(Stored data entries)
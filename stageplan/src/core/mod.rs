//! Core domain model types for stageplan.
//!
//! This module contains the fundamental types the planner reads:
//! - Features and their value type tags
//! - Stages and their kinds
//! - Model-selector validation schemes

mod feature;
mod kind;
mod stage;

pub use feature::{Feature, FeatureId, FeatureType};
pub use kind::{StageKind, ValidationScheme};
pub use stage::{Stage, StageId};
//! Immutable workflow graph snapshot.

use crate::core::{Feature, FeatureId, Stage, StageId};
use serde::Serialize;
use std::collections::HashMap;

/// A fully constructed, immutable stage/feature graph.
///
/// All planning state is derived from a snapshot per call, so a graph can be
/// shared across threads and planned concurrently.
#[derive(Debug, Clone, Serialize)]
pub struct WorkflowGraph {
    name: String,
    stages: Vec<Stage>,
    features: Vec<Feature>,
    #[serde(skip)]
    stage_names: HashMap<String, StageId>,
    #[serde(skip)]
    feature_names: HashMap<String, FeatureId>,
}

impl WorkflowGraph {
    pub(crate) fn new(name: String, stages: Vec<Stage>, features: Vec<Feature>) -> Self {
        let stage_names = stages.iter().map(|s| (s.name.clone(), s.id)).collect();
        let feature_names = features.iter().map(|f| (f.name.clone(), f.id)).collect();
        Self {
            name,
            stages,
            features,
            stage_names,
            feature_names,
        }
    }

    /// Returns the workflow name.
    #[must_use]
    pub fn name(&self) -> &str {
        &self.name
    }

    /// Returns all stages in insertion order, generators included.
    #[must_use]
    pub fn stages(&self) -> &[Stage] {
        &self.stages
    }

    /// Returns all features in declaration order.
    #[must_use]
    pub fn features(&self) -> &[Feature] {
        &self.features
    }

    /// Returns the number of stages.
    #[must_use]
    pub fn stage_count(&self) -> usize {
        self.stages.len()
    }

    /// Returns the number of features.
    #[must_use]
    pub fn feature_count(&self) -> usize {
        self.features.len()
    }

    /// Looks up a stage by id.
    #[must_use]
    pub fn stage(&self, id: StageId) -> Option<&Stage> {
        self.stages.get(id.0)
    }

    /// Looks up a feature by id.
    #[must_use]
    pub fn feature(&self, id: FeatureId) -> Option<&Feature> {
        self.features.get(id.0)
    }

    /// Looks up a stage by name.
    #[must_use]
    pub fn stage_by_name(&self, name: &str) -> Option<&Stage> {
        self.stage_names.get(name).map(|id| &self.stages[id.0])
    }

    /// Looks up a feature by name.
    #[must_use]
    pub fn feature_by_name(&self, name: &str) -> Option<&Feature> {
        self.feature_names.get(name).map(|id| &self.features[id.0])
    }

    /// Resolves feature names to ids, skipping unknown names.
    #[must_use]
    pub fn feature_ids<'a>(&self, names: impl IntoIterator<Item = &'a str>) -> Vec<FeatureId> {
        names
            .into_iter()
            .filter_map(|name| self.feature_names.get(name).copied())
            .collect()
    }

    /// Returns the stage that produces the given feature.
    #[must_use]
    pub fn producer_of(&self, feature: FeatureId) -> Option<&Stage> {
        self.feature(feature).and_then(|f| self.stage(f.producer))
    }

    /// Returns the name of a stage, or its id when the stage is unknown.
    #[must_use]
    pub fn stage_name(&self, id: StageId) -> String {
        self.stage(id)
            .map_or_else(|| id.to_string(), |s| s.name.clone())
    }

    /// Returns the raw features (outputs of generator stages).
    pub fn raw_features(&self) -> impl Iterator<Item = &Feature> + '_ {
        self.features
            .iter()
            .filter(|f| self.stages[f.producer.0].is_generator())
    }

    /// Returns all model-selection stages in insertion order.
    pub fn model_selectors(&self) -> impl Iterator<Item = &Stage> + '_ {
        self.stages.iter().filter(|s| s.is_model_selector())
    }

    /// Builds the derived feature-to-consumer index.
    #[must_use]
    pub fn consumer_index(&self) -> ConsumerIndex {
        ConsumerIndex::build(self)
    }

    /// Returns a stable content hash of the graph.
    #[must_use]
    pub fn fingerprint(&self) -> String {
        super::fingerprint(self)
    }

    pub(crate) fn stage_at(&self, id: StageId) -> &Stage {
        &self.stages[id.0]
    }

    pub(crate) fn feature_at(&self, id: FeatureId) -> &Feature {
        &self.features[id.0]
    }
}

/// Derived mapping from each feature to the stages that read it.
///
/// Built once per planning call from the forward input declarations; never
/// stored on the features themselves.
#[derive(Debug, Clone, Default, PartialEq, Eq)]
pub struct ConsumerIndex {
    consumers: Vec<Vec<StageId>>,
}

impl ConsumerIndex {
    /// Builds the index for a graph. Consumers are listed in insertion order,
    /// each at most once per feature.
    #[must_use]
    pub fn build(graph: &WorkflowGraph) -> Self {
        let mut consumers = vec![Vec::new(); graph.feature_count()];
        for stage in graph.stages() {
            for input in &stage.inputs {
                let entry: &mut Vec<StageId> = &mut consumers[input.0];
                if entry.last() != Some(&stage.id) {
                    entry.push(stage.id);
                }
            }
        }
        Self { consumers }
    }

    /// Returns the stages that read a feature.
    #[must_use]
    pub fn consumers_of(&self, feature: FeatureId) -> &[StageId] {
        self.consumers.get(feature.0).map_or(&[], Vec::as_slice)
    }
}
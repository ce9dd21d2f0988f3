//! Assertions over cut results.

use crate::core::StageId;
use crate::planner::{CutDag, Layer};
use crate::workflow::WorkflowGraph;
use std::collections::{HashSet, VecDeque};

/// Renders layers as `(stage name, distance)` lists.
#[must_use]
pub fn named_layers(graph: &WorkflowGraph, layers: &[Layer]) -> Vec<Vec<(String, usize)>> {
    layers
        .iter()
        .map(|layer| {
            layer
                .entries()
                .map(|(stage, distance)| (graph.stage_name(stage), distance))
                .collect()
        })
        .collect()
}

/// Asserts that each layer's distance is strictly greater than the next one's.
pub fn assert_layers_strictly_decreasing(layers: &[Layer]) {
    for pair in layers.windows(2) {
        assert!(
            pair[0].distance() > pair[1].distance(),
            "Layer distances must strictly decrease, got {} then {}",
            pair[0].distance(),
            pair[1].distance()
        );
    }
}

/// Asserts that no stage appears twice across the two fold groups.
pub fn assert_groups_disjoint(cut: &CutDag) {
    let mut seen: HashSet<StageId> = HashSet::new();
    for layer in cut.compute_once().iter().chain(cut.per_fold()) {
        for &stage in layer.stages() {
            assert!(seen.insert(stage), "Stage {stage} appears in more than one layer");
        }
    }
}

/// Collects the non-generator stages reachable backward from the selector's
/// inputs, walking `inputs -> producer` links directly on the graph.
fn selector_ancestors(graph: &WorkflowGraph, selector: StageId) -> HashSet<StageId> {
    let mut seen: HashSet<StageId> = HashSet::new();
    let mut queue: VecDeque<StageId> = VecDeque::from([selector]);

    while let Some(stage) = queue.pop_front() {
        let Some(stage) = graph.stage(stage) else {
            continue;
        };
        for &input in stage.inputs() {
            let Some(producer) = graph.producer_of(input) else {
                continue;
            };
            if producer.is_generator() || producer.id() == selector {
                continue;
            }
            if seen.insert(producer.id()) {
                queue.push_back(producer.id());
            }
        }
    }
    seen
}

/// Asserts that the fold groups hold exactly the proper ancestors of the
/// selector: nothing outside its lineage, nothing upstream left out.
pub fn assert_proper_ancestors(graph: &WorkflowGraph, cut: &CutDag) {
    let Some(selector) = cut.selector() else {
        assert!(
            cut.compute_once().is_empty() && cut.per_fold().is_empty(),
            "Groups must be empty without a selector"
        );
        return;
    };

    let ancestors = selector_ancestors(graph, selector);
    let mut grouped: HashSet<StageId> = HashSet::new();
    for layer in cut.compute_once().iter().chain(cut.per_fold()) {
        for &stage in layer.stages() {
            assert!(
                stage != selector && ancestors.contains(&stage),
                "Stage '{}' is not a proper ancestor of the selector",
                graph.stage_name(stage)
            );
            grouped.insert(stage);
        }
    }

    let mut missing: Vec<String> = ancestors
        .difference(&grouped)
        .map(|stage| graph.stage_name(*stage))
        .collect();
    missing.sort();
    assert!(missing.is_empty(), "Selector ancestors missing from the cut: {missing:?}");
}

/// Asserts every structural invariant of a cut.
pub fn assert_cut_invariants(graph: &WorkflowGraph, cut: &CutDag) {
    assert_layers_strictly_decreasing(cut.compute_once());
    assert_layers_strictly_decreasing(cut.per_fold());
    assert_layers_strictly_decreasing(cut.after_selector());
    assert_groups_disjoint(cut);
    assert_proper_ancestors(graph, cut);
}
//! Memoisation of cut results.
//!
//! Cuts are keyed by the workflow fingerprint and the requested features, so
//! repeated planning of an unchanged workflow returns the stored result
//! instead of walking the graph again.

use super::CutDag;
use crate::core::FeatureId;
use crate::workflow::WorkflowGraph;
use dashmap::DashMap;
use serde::Serialize;
use std::sync::atomic::{AtomicU64, Ordering};
use std::sync::Arc;

/// Cache key: graph content plus requested features.
#[derive(Debug, Clone, PartialEq, Eq, Hash)]
pub struct PlanKey {
    fingerprint: String,
    results: Vec<FeatureId>,
}

impl PlanKey {
    /// Builds the key for planning `results` on `graph`.
    ///
    /// Requested features are sorted and deduplicated, as their order does
    /// not affect the cut.
    #[must_use]
    pub fn new(graph: &WorkflowGraph, results: &[FeatureId]) -> Self {
        let mut results = results.to_vec();
        results.sort_unstable();
        results.dedup();
        Self {
            fingerprint: graph.fingerprint(),
            results,
        }
    }

    /// Returns the graph fingerprint part of the key.
    #[must_use]
    pub fn fingerprint(&self) -> &str {
        &self.fingerprint
    }
}

/// Hit/miss counters of a [`PlanCache`].
#[derive(Debug, Clone, Copy, Default, PartialEq, Eq, Serialize)]
pub struct CacheStats {
    /// Lookups answered from the cache.
    pub hits: u64,
    /// Lookups that found nothing.
    pub misses: u64,
    /// Stored entries.
    pub entries: usize,
}

/// Concurrent in-memory store of cut results.
#[derive(Debug, Default)]
pub struct PlanCache {
    entries: DashMap<PlanKey, Arc<CutDag>>,
    hits: AtomicU64,
    misses: AtomicU64,
}

impl PlanCache {
    /// Creates an empty cache.
    #[must_use]
    pub fn new() -> Self {
        Self::default()
    }

    /// Looks up a cut.
    #[must_use]
    pub fn get(&self, key: &PlanKey) -> Option<Arc<CutDag>> {
        let found = self.entries.get(key).map(|entry| Arc::clone(entry.value()));
        if found.is_some() {
            self.hits.fetch_add(1, Ordering::Relaxed);
        } else {
            self.misses.fetch_add(1, Ordering::Relaxed);
        }
        found
    }

    /// Stores a cut.
    pub fn insert(&self, key: PlanKey, cut: Arc<CutDag>) {
        self.entries.insert(key, cut);
    }

    /// Returns the number of entries.
    #[must_use]
    pub fn len(&self) -> usize {
        self.entries.len()
    }

    /// Returns true if the cache is empty.
    #[must_use]
    pub fn is_empty(&self) -> bool {
        self.entries.is_empty()
    }

    /// Removes every entry. Counters are kept.
    pub fn clear(&self) {
        self.entries.clear();
    }

    /// Returns the current counters.
    #[must_use]
    pub fn stats(&self) -> CacheStats {
        CacheStats {
            hits: self.hits.load(Ordering::Relaxed),
            misses: self.misses.load(Ordering::Relaxed),
            entries: self.entries.len(),
        }
    }
}

#[cfg(test)]
#[allow(clippy::unwrap_used)]
mod tests {
    use super::*;
    use crate::core::FeatureType;
    use crate::workflow::{FeatureSpec, WorkflowBuilder};

    fn graph() -> WorkflowGraph {
        WorkflowBuilder::new("cache")
            .raw_feature(FeatureSpec::predictor("a", FeatureType::Real))
            .unwrap()
            .raw_feature(FeatureSpec::predictor("b", FeatureType::Real))
            .unwrap()
            .build()
            .unwrap()
    }

    #[test]
    fn test_plan_key_ignores_request_order() {
        let graph = graph();
        let ab = PlanKey::new(&graph, &graph.feature_ids(["a", "b", "a"]));
        let ba = PlanKey::new(&graph, &graph.feature_ids(["b", "a"]));

        assert_eq!(ab, ba);
        assert_eq!(ab.fingerprint(), graph.fingerprint());
    }

    #[test]
    fn test_cache_basic() {
        let graph = graph();
        let cache = PlanCache::new();
        let key = PlanKey::new(&graph, &graph.feature_ids(["a"]));

        assert!(cache.is_empty());
        assert!(cache.get(&key).is_none());

        cache.insert(key.clone(), Arc::new(CutDag::empty()));
        assert_eq!(cache.len(), 1);
        assert!(cache.get(&key).is_some());

        assert_eq!(cache.stats(), CacheStats { hits: 1, misses: 1, entries: 1 });

        cache.clear();
        assert!(cache.is_empty());
        assert_eq!(cache.stats().hits, 1);
    }
}
use std::sync::Arc;

use crate::application::{Notification, Notifier};
use crate::domain::{ItemLinks, Match, Watch};

pub const NOTIFICATION_SUBJECT: &str = "Listing watch: new items are available!";

/// Renders a watcher's matches and hands them to the notifier.
/// Delivery is best-effort: failures are logged and never surface to the caller.
pub struct NotificationDispatcher {
    notifier: Arc<dyn Notifier>,
    max_matches: usize,
    links: ItemLinks,
    sender: Option<String>,
}

impl NotificationDispatcher {
    pub fn new(notifier: Arc<dyn Notifier>, max_matches: usize) -> Self {
        Self {
            notifier,
            max_matches: max_matches.max(1),
            links: ItemLinks::default(),
            sender: None,
        }
    }

    pub fn with_links(mut self, links: ItemLinks) -> Self {
        self.links = links;
        self
    }

    pub fn with_sender(mut self, sender: Option<String>) -> Self {
        self.sender = sender;
        self
    }

    pub fn render(&self, watch: &Watch, matches: &[Match]) -> Notification {
        let capped = &matches[..matches.len().min(self.max_matches)];

        let mut body = String::from("One or more items were found that matched your keywords!\n");
        for m in capped {
            body.push_str(&format!(
                "\nItem Name: {}\nItem Link: {}\n",
                m.listing.name,
                m.listing.url(&self.links)
            ));
        }

        Notification {
            recipient: watch.email.clone(),
            sender: self.sender.clone(),
            subscription: watch.subscription.clone(),
            subject: NOTIFICATION_SUBJECT.to_string(),
            body,
            listings: capped.iter().map(|m| m.listing.clone()).collect(),
            total_matches: matches.len(),
        }
    }

    /// Returns whether the notifier accepted the delivery.
    pub async fn deliver(&self, watch: &Watch, matches: &[Match]) -> bool {
        if matches.is_empty() {
            return false;
        }

        let notification = self.render(watch, matches);
        if notification.total_matches > notification.listings.len() {
            tracing::debug!(
                email = %watch.email,
                dropped = notification.total_matches - notification.listings.len(),
                "match cap reached, dropping overflow"
            );
        }

        match self.notifier.notify(&notification).await {
            Ok(()) => {
                tracing::info!(
                    email = %watch.email,
                    items = notification.listings.len(),
                    "notification sent"
                );
                true
            }
            Err(e) => {
                tracing::warn!(email = %watch.email, "notification failed: {e}");
                false
            }
        }
    }
}
use std::collections::HashSet;
use std::fmt;
use std::num::NonZeroU64;

use super::{Listing, Match, Watch};

/// Union of keywords across all watches, in first-seen order.
/// Two sets are equal when they hold the same keywords, whatever the order.
#[derive(Clone, Debug, Default)]
pub struct ActiveKeywords {
    ordered: Vec<String>,
}

impl ActiveKeywords {
    pub fn from_watches(watches: &[Watch]) -> Self {
        Self::from_keywords(watches.iter().flat_map(|w| w.keywords.iter().cloned()))
    }

    pub fn from_keywords<I, S>(keywords: I) -> Self
    where
        I: IntoIterator<Item = S>,
        S: Into<String>,
    {
        let mut seen = HashSet::new();
        let mut ordered = Vec::new();
        for k in keywords {
            let k = k.into();
            if seen.insert(k.clone()) {
                ordered.push(k);
            }
        }
        Self { ordered }
    }

    pub fn is_empty(&self) -> bool {
        self.ordered.is_empty()
    }

    pub fn len(&self) -> usize {
        self.ordered.len()
    }

    pub fn iter(&self) -> impl Iterator<Item = &str> {
        self.ordered.iter().map(String::as_str)
    }

    pub fn to_vec(&self) -> Vec<String> {
        self.ordered.clone()
    }
}

impl PartialEq for ActiveKeywords {
    fn eq(&self, other: &Self) -> bool {
        // entries are unique, so equal length + containment is set equality
        self.ordered.len() == other.ordered.len()
            && self.ordered.iter().all(|k| other.ordered.contains(k))
    }
}

impl Eq for ActiveKeywords {}

#[derive(Clone, Copy, Debug, PartialEq, Eq)]
pub enum ResetReason {
    KeywordDrift,
    Periodic,
}

impl fmt::Display for ResetReason {
    fn fmt(&self, f: &mut fmt::Formatter<'_>) -> fmt::Result {
        match self {
            ResetReason::KeywordDrift => write!(f, "keyword-drift"),
            ResetReason::Periodic => write!(f, "periodic"),
        }
    }
}

/// Outcome of classifying one keyword's result set.
#[derive(Clone, Debug, Default, PartialEq, Eq)]
pub struct Classification {
    pub matches: Vec<Match>,
    /// Every id in the result set; committed to the seen set at the end of the cycle.
    pub observed: Vec<String>,
}

/// Tracks which listing ids are already known in the current epoch.
///
/// The seen set only grows between resets. A reset clears it wholesale and the
/// first cycle afterwards emits nothing, it only repopulates the set.
#[derive(Debug, Default)]
pub struct NoveltyTracker {
    seen: HashSet<String>,
    baseline: ActiveKeywords,
    last_commit: Option<u64>,
}

impl NoveltyTracker {
    pub fn new() -> Self {
        Self::default()
    }

    pub fn has_history(&self) -> bool {
        !self.seen.is_empty()
    }

    pub fn seen_len(&self) -> usize {
        self.seen.len()
    }

    pub fn has_seen(&self, id: &str) -> bool {
        self.seen.contains(id)
    }

    pub fn baseline(&self) -> &ActiveKeywords {
        &self.baseline
    }

    /// Runs the reset checks for `cycle` and records `keywords` as the new baseline.
    pub fn begin_cycle(
        &mut self,
        cycle: u64,
        keywords: &ActiveKeywords,
        clear_every: Option<NonZeroU64>,
    ) -> Option<ResetReason> {
        let mut reason = None;

        if self.has_history() && self.baseline != *keywords {
            self.reset();
            reason = Some(ResetReason::KeywordDrift);
        }

        if let Some(n) = clear_every {
            if cycle % n.get() == 0 {
                self.reset();
                reason.get_or_insert(ResetReason::Periodic);
            }
        }

        self.baseline = keywords.clone();
        reason
    }

    /// `listings` must be ordered newest-created first.
    pub fn classify(&self, keyword: &str, listings: &[Listing]) -> Classification {
        if listings.is_empty() {
            return Classification::default();
        }

        // an unseen listing older than the newest known one was relisted, not new
        let floor = listings
            .iter()
            .find(|l| self.seen.contains(&l.id))
            .map(|l| l.created)
            .unwrap_or(0);

        let matches = if self.has_history() {
            listings
                .iter()
                .filter(|l| !self.seen.contains(&l.id) && l.created > floor)
                .map(|l| Match {
                    listing: l.clone(),
                    keyword: keyword.to_string(),
                })
                .collect()
        } else {
            Vec::new()
        };

        Classification {
            matches,
            observed: listings.iter().map(|l| l.id.clone()).collect(),
        }
    }

    /// Adds a cycle's observed ids in one batch. A commit from a cycle older
    /// than the last committed one is rejected and returns false.
    pub fn commit<I>(&mut self, cycle: u64, observed: I) -> bool
    where
        I: IntoIterator<Item = String>,
    {
        if self.last_commit.is_some_and(|last| cycle < last) {
            return false;
        }
        self.seen.extend(observed);
        self.last_commit = Some(cycle);
        true
    }

    pub fn reset(&mut self) {
        self.seen.clear();
    }
}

### What to work on
Figure out how many lines in the entries above contain "domain". Write only that number.

### Answer section
2